Der Chef Philipp Dettmer mag keinen Personenkult

Nach dem Fracking-Video bekam Dettmer die ersten Aufträge von Firmen. "Und es wurden einfach immer mehr", sagt er. Seit 2015 gehört Kurzgesagt zu den wichtigsten Wissenskanälen auf Youtube, beschäftigt acht festangestellte und sieben freie Mitarbeiter, darunter Designer und Animatoren, und verdient Geld mit Werbung und Aufträgen aus der ganzen Welt, von Organisationen wie der Bill & Melinda Gates Foundation, von Technologie-, Medizin- und Finanzunternehmen.

Die Karriere von Kurzgesagt ist kein Einzelfall, Wissenskanäle boomen. Minutephysics, CGP Grey und Crash Course haben Millionen Abonnenten und Hunderte Millionen Gesamtaufrufe, Vsauce sogar mehr als eine Milliarde. Ihre Videos beantworten gleichzeitig gründlich und charmant-ironisch Fragen wie: "Was sind Moleküle" oder "Was ist Kapitalismus?"

Youtube setzt fort, was ProSieben schon versucht hat

"Das Angebot an Wissensvideos im Internet wird immer größer und differenziert sich immer mehr aus", sagt die Medienwissenschaftlerin Joan Bleicher von der Uni Hamburg. Die einzelnen Videos könnten als Beiträge in einer Folge Sendung mit der Maus für Erwachsene laufen. "Das hat schon ProSieben mit Galileo versucht", sagt Bleicher. "Da setzt Youtube einen Trend fort, den das Fernsehen begonnen hat."

Seit etwa fünf Jahren wird die Qualität von Wissensvideos auf Youtube besser. Wissenschaft ist dort so etwas wie Popkultur geworden. Online-Vorlesungen, sogenannte MOOCs, werden unterhaltsam inszeniert und millionenfach angeklickt, ebenso wie TED-Talk-Vorträge, Ratgeber-Vorlesungen ("Wie werde ich glücklich?"), aber auch wissenschaftliche Referate über das menschliche Gehirn.

Das Erfolgsgeheimnis auf Youtube ist in der Regel der Star - Kurzgesagt aber hat Erfolg, obwohl es auf alles Persönliche verzichtet. Nicht einmal ihre Gesichter wollen Dettmer und seine Mitarbeiter in einer Zeitung sehen: "Das Internet neigt zum Personenkult", sagt Dettmer, "und das wollen wir nicht."

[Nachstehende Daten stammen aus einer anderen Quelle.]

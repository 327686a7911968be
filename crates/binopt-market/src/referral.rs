//! Referral codes and referrer tiers
//!
//! | Tier | Step | Rebate |
//! |------|------|--------|
//! | 0    | 4    | 25%    |
//! | 1    | 10   | 50%    |
//! | 2    | 16   | 75%    |
//!
//! A referred trader's settlement fee percentage is reduced by
//! `step * step_size`; the referrer receives `rebate` of the settlement fee.
//! Referring yourself earns nothing.

use crate::{MarketError, MarketResult};
use binopt_types::{Address, Amount};
use serde::{Deserialize, Serialize};
use std::collections::HashMap;
use tracing::info;

/// Precision of referrer rebates (1e5 = 100%)
pub const REBATE_PRECISION: u128 = 100_000;

/// Number of referrer tiers
pub const REFERRER_TIERS: usize = 3;

fn default_tier_steps() -> [u128; REFERRER_TIERS] {
    [4, 10, 16]
}

fn default_tier_discounts() -> [u128; REFERRER_TIERS] {
    [25_000, 50_000, 75_000]
}

fn default_step_size() -> u128 {
    25
}

/// Referral configuration
#[derive(Debug, Clone, PartialEq, Eq, Serialize, Deserialize)]
pub struct ReferralConfig {
    #[serde(default = "default_tier_steps")]
    pub tier_steps: [u128; REFERRER_TIERS],
    #[serde(default = "default_tier_discounts")]
    pub tier_discounts: [u128; REFERRER_TIERS],
    /// Settlement-fee reduction per step (1e2 precision)
    #[serde(default = "default_step_size")]
    pub step_size: u128,
}

impl Default for ReferralConfig {
    fn default() -> Self {
        Self {
            tier_steps: default_tier_steps(),
            tier_discounts: default_tier_discounts(),
            step_size: default_step_size(),
        }
    }
}

/// Registered codes and referrer tiers
#[derive(Debug, Clone, Default)]
pub struct ReferralStorage {
    config: ReferralConfig,
    codes: HashMap<String, Address>,
    referrer_tiers: HashMap<Address, u8>,
}

impl ReferralStorage {
    pub fn new(config: ReferralConfig) -> Self {
        Self {
            config,
            codes: HashMap::new(),
            referrer_tiers: HashMap::new(),
        }
    }

    pub fn config(&self) -> &ReferralConfig {
        &self.config
    }

    /// Replace tier steps and rebates
    pub fn configure(
        &mut self,
        tier_steps: [u128; REFERRER_TIERS],
        tier_discounts: [u128; REFERRER_TIERS],
    ) -> MarketResult<()> {
        if tier_discounts.iter().any(|d| *d > REBATE_PRECISION) {
            return Err(MarketError::InvalidParameter {
                name: "tier_discounts",
                reason: "rebate above 100%".to_string(),
            });
        }
        self.config.tier_steps = tier_steps;
        self.config.tier_discounts = tier_discounts;
        Ok(())
    }

    /// Claim `code` for `referrer`
    pub fn register_code(&mut self, code: &str, referrer: Address) -> MarketResult<()> {
        if code.is_empty() {
            return Err(MarketError::InvalidParameter {
                name: "referral_code",
                reason: "must not be empty".to_string(),
            });
        }
        if self.codes.contains_key(code) {
            return Err(MarketError::ReferralCodeTaken(code.to_string()));
        }
        self.codes.insert(code.to_string(), referrer);
        info!(code, %referrer, "referral code registered");
        Ok(())
    }

    pub fn set_referrer_tier(&mut self, referrer: Address, tier: u8) -> MarketResult<()> {
        if usize::from(tier) >= REFERRER_TIERS {
            return Err(MarketError::InvalidTier(tier));
        }
        self.referrer_tiers.insert(referrer, tier);
        Ok(())
    }

    pub fn referrer_tier(&self, referrer: &Address) -> u8 {
        self.referrer_tiers.get(referrer).copied().unwrap_or(0)
    }

    /// Owner of `code`, if registered
    pub fn referrer_for(&self, code: &str) -> Option<Address> {
        if code.is_empty() {
            return None;
        }
        self.codes.get(code).copied()
    }

    /// Settlement-fee percentage reduction for `user` referred by `referrer`
    pub fn fee_reduction(&self, referrer: &Address, user: &Address) -> u128 {
        if referrer == user || referrer.is_zero() {
            return 0;
        }
        let tier = usize::from(self.referrer_tier(referrer));
        self.config.tier_steps[tier] * self.config.step_size
    }

    /// Share of `settlement_fee` paid to `referrer`
    pub fn rebate(&self, referrer: &Address, user: &Address, settlement_fee: Amount) -> Amount {
        if referrer == user || referrer.is_zero() {
            return 0;
        }
        let tier = usize::from(self.referrer_tier(referrer));
        settlement_fee * self.config.tier_discounts[tier] / REBATE_PRECISION
    }
}
//! Engine Configuration
//!
//! Configuration for a protocol instance: chain identity, contract
//! addresses, trusted signers, fee recipients, limits and markets.
//! Supports config files and `BINOPT__*` environment variables.

use binopt_crypto::contract_address;
use binopt_market::{BoosterConfig, MarketConfig, ReferralConfig};
use binopt_types::{Address, Amount};
use serde::{Deserialize, Serialize};

/// Engine configuration
#[derive(Debug, Clone, PartialEq, Eq, Serialize, Deserialize)]
pub struct EngineConfig {
    /// Chain id bound into every EIP-712 domain
    #[serde(default = "default_chain_id")]
    pub chain_id: u64,

    /// Contract addresses
    #[serde(default)]
    pub contracts: ContractAddresses,

    /// Trusted off-chain signers
    #[serde(default)]
    pub signers: SignerSettings,

    /// Fee recipients
    #[serde(default)]
    pub accounts: AccountSettings,

    /// Timing and capacity limits
    #[serde(default)]
    pub limits: LimitSettings,

    /// Keeper access control
    #[serde(default)]
    pub keepers: KeeperSettings,

    #[serde(default)]
    pub referral: ReferralConfig,

    #[serde(default)]
    pub booster: BoosterConfig,

    /// Markets registered at startup
    #[serde(default)]
    pub markets: Vec<MarketConfig>,
}

impl Default for EngineConfig {
    fn default() -> Self {
        Self {
            chain_id: default_chain_id(),
            contracts: ContractAddresses::default(),
            signers: SignerSettings::default(),
            accounts: AccountSettings::default(),
            limits: LimitSettings::default(),
            keepers: KeeperSettings::default(),
            referral: ReferralConfig::default(),
            booster: BoosterConfig::default(),
            markets: Vec::new(),
        }
    }
}

/// Contract addresses; unset addresses derive from fixed labels
#[derive(Debug, Clone, PartialEq, Eq, Serialize, Deserialize)]
pub struct ContractAddresses {
    #[serde(default = "default_router")]
    pub router: Address,

    #[serde(default = "default_registrar")]
    pub registrar: Address,

    #[serde(default = "default_token")]
    pub token: Address,

    #[serde(default = "default_pool")]
    pub pool: Address,

    #[serde(default = "default_booster")]
    pub booster: Address,
}

impl Default for ContractAddresses {
    fn default() -> Self {
        Self {
            router: default_router(),
            registrar: default_registrar(),
            token: default_token(),
            pool: default_pool(),
            booster: default_booster(),
        }
    }
}

/// Keys whose signatures the engine trusts
#[derive(Debug, Clone, Default, PartialEq, Eq, Serialize, Deserialize)]
pub struct SignerSettings {
    /// Signs asset prices
    #[serde(default)]
    pub publisher: Address,

    /// Signs settlement-fee quotes
    #[serde(default)]
    pub sf_publisher: Address,
}

/// Fee recipients
#[derive(Debug, Clone, PartialEq, Eq, Serialize, Deserialize)]
pub struct AccountSettings {
    /// Receives platform fees and coupon sales
    #[serde(default = "default_treasury")]
    pub treasury: Address,

    /// Receives settlement fees net of referral rebates
    #[serde(default = "default_settlement_fee_disbursal")]
    pub settlement_fee_disbursal: Address,
}

impl Default for AccountSettings {
    fn default() -> Self {
        Self {
            treasury: default_treasury(),
            settlement_fee_disbursal: default_settlement_fee_disbursal(),
        }
    }
}

/// Timing and capacity limits
#[derive(Debug, Clone, PartialEq, Eq, Serialize, Deserialize)]
pub struct LimitSettings {
    /// Max age of a market order's user signature, in seconds
    #[serde(default = "default_max_signature_age")]
    pub max_signature_age: u64,

    /// Max age of the publisher price used to open a trade, in seconds
    #[serde(default = "default_max_price_age")]
    pub max_price_age: u64,

    /// Seconds a liquidity provider must wait before withdrawing
    #[serde(default = "default_pool_lockup_period")]
    pub pool_lockup_period: u64,

    /// Pool-wide open-interest cap
    #[serde(default = "default_max_pool_oi")]
    pub max_pool_oi: Amount,
}

impl Default for LimitSettings {
    fn default() -> Self {
        Self {
            max_signature_age: default_max_signature_age(),
            max_price_age: default_max_price_age(),
            pool_lockup_period: default_pool_lockup_period(),
            max_pool_oi: default_max_pool_oi(),
        }
    }
}

/// Keeper access control
#[derive(Debug, Clone, Default, PartialEq, Eq, Serialize, Deserialize)]
pub struct KeeperSettings {
    /// Only whitelisted keepers may submit batches
    #[serde(default)]
    pub private_mode: bool,

    #[serde(default)]
    pub whitelist: Vec<Address>,
}

// =============================================================================
// Default Functions
// =============================================================================

fn default_chain_id() -> u64 {
    1337
}

fn default_router() -> Address {
    contract_address("binopt.router")
}

fn default_registrar() -> Address {
    contract_address("binopt.registrar")
}

fn default_token() -> Address {
    contract_address("binopt.token")
}

fn default_pool() -> Address {
    contract_address("binopt.pool")
}

fn default_booster() -> Address {
    contract_address("binopt.booster")
}

fn default_treasury() -> Address {
    contract_address("binopt.treasury")
}

fn default_settlement_fee_disbursal() -> Address {
    contract_address("binopt.settlement_fee_disbursal")
}

fn default_max_signature_age() -> u64 {
    60
}

fn default_max_price_age() -> u64 {
    60
}

fn default_pool_lockup_period() -> u64 {
    600
}

fn default_max_pool_oi() -> Amount {
    Amount::MAX
}

impl EngineConfig {
    /// Load configuration from environment and optional config file
    pub fn load(config_path: Option<&str>) -> anyhow::Result<Self> {
        // Load .env file if present
        let _ = dotenvy::dotenv();

        let mut builder = config::Config::builder();

        if let Some(path) = config_path {
            builder = builder.add_source(config::File::with_name(path).required(false));
        }

        builder = builder
            .add_source(config::File::with_name("config/binopt").required(false))
            .add_source(
                config::Environment::with_prefix("BINOPT")
                    .separator("__")
                    .try_parsing(true),
            );

        let config: EngineConfig = builder.build()?.try_deserialize()?;
        config.validate()?;
        Ok(config)
    }

    /// Reject configurations the engine cannot run with
    pub fn validate(&self) -> anyhow::Result<()> {
        let contracts = [
            self.contracts.router,
            self.contracts.registrar,
            self.contracts.token,
            self.contracts.pool,
            self.contracts.booster,
        ];
        if contracts.iter().any(Address::is_zero) {
            anyhow::bail!("contract addresses must not be zero");
        }
        for market in &self.markets {
            market.validate()?;
            if contracts.contains(&market.address) {
                anyhow::bail!("market {} collides with a protocol contract", market.address);
            }
        }
        if self.signers.publisher.is_zero() || self.signers.sf_publisher.is_zero() {
            tracing::warn!("publisher keys are unset; no trade can be opened");
        }
        Ok(())
    }

    /// Whether `keeper` may submit batches
    pub fn is_keeper_allowed(&self, keeper: &Address) -> bool {
        !self.keepers.private_mode || self.keepers.whitelist.contains(keeper)
    }
}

Große Fragen nach dem Wesen der Zeit und des Lebens

In den Videos tauchen stattdessen immer wieder Vögel als Protagonisten auf. Wenn es um etwa Schwarze Löcher geht, stürzt ein hellblauer Vogel in ein solches und sieht den Rest des Universums im Zeitraffer vorbeiziehen. "Schwarze Löcher gehören zu den komischsten Dingen in dieser Welt", sagt der Sprecher aus dem Off. "Wo kommen sie her? Und was passiert, wenn man in eines hineinfällt?"

In wenigen Minuten erklären die Macher von Kurzgesagt politische Zusammenhänge wie die Flüchtlings- oder Irak-Krise, aktuelle Themen wie Fracking und Ebola, Grundsätzliches wie Quantencomputer oder das Immunsystem. Sie stellen große Fragen nach dem Wesen der Zeit und des Lebens und beantworten diese unter wissenschaftlichen, wirtschaftlichen oder philosophischen Aspekten.

Videos pro und kontra Nuklearenergie

Auch durch ihre Optik werden die Videos einprägsam. Kurzgesagt hat einen eigenen Stil, eine einfache, geometrische, bunte Bildsprache. Wie in einem Animationsfilm freut man sich über immer wieder neue Details, etwa das Immunsystem, dargestellt als Figuren mit Reißzähnen und bewaffnet mit Schild und Speer. "Die Leute denken immer wieder, dass wir den Stil, Flat Design, erfunden haben", sagt Dettmer. "In Wahrheit kann ich einfach nicht dreidimensional designen."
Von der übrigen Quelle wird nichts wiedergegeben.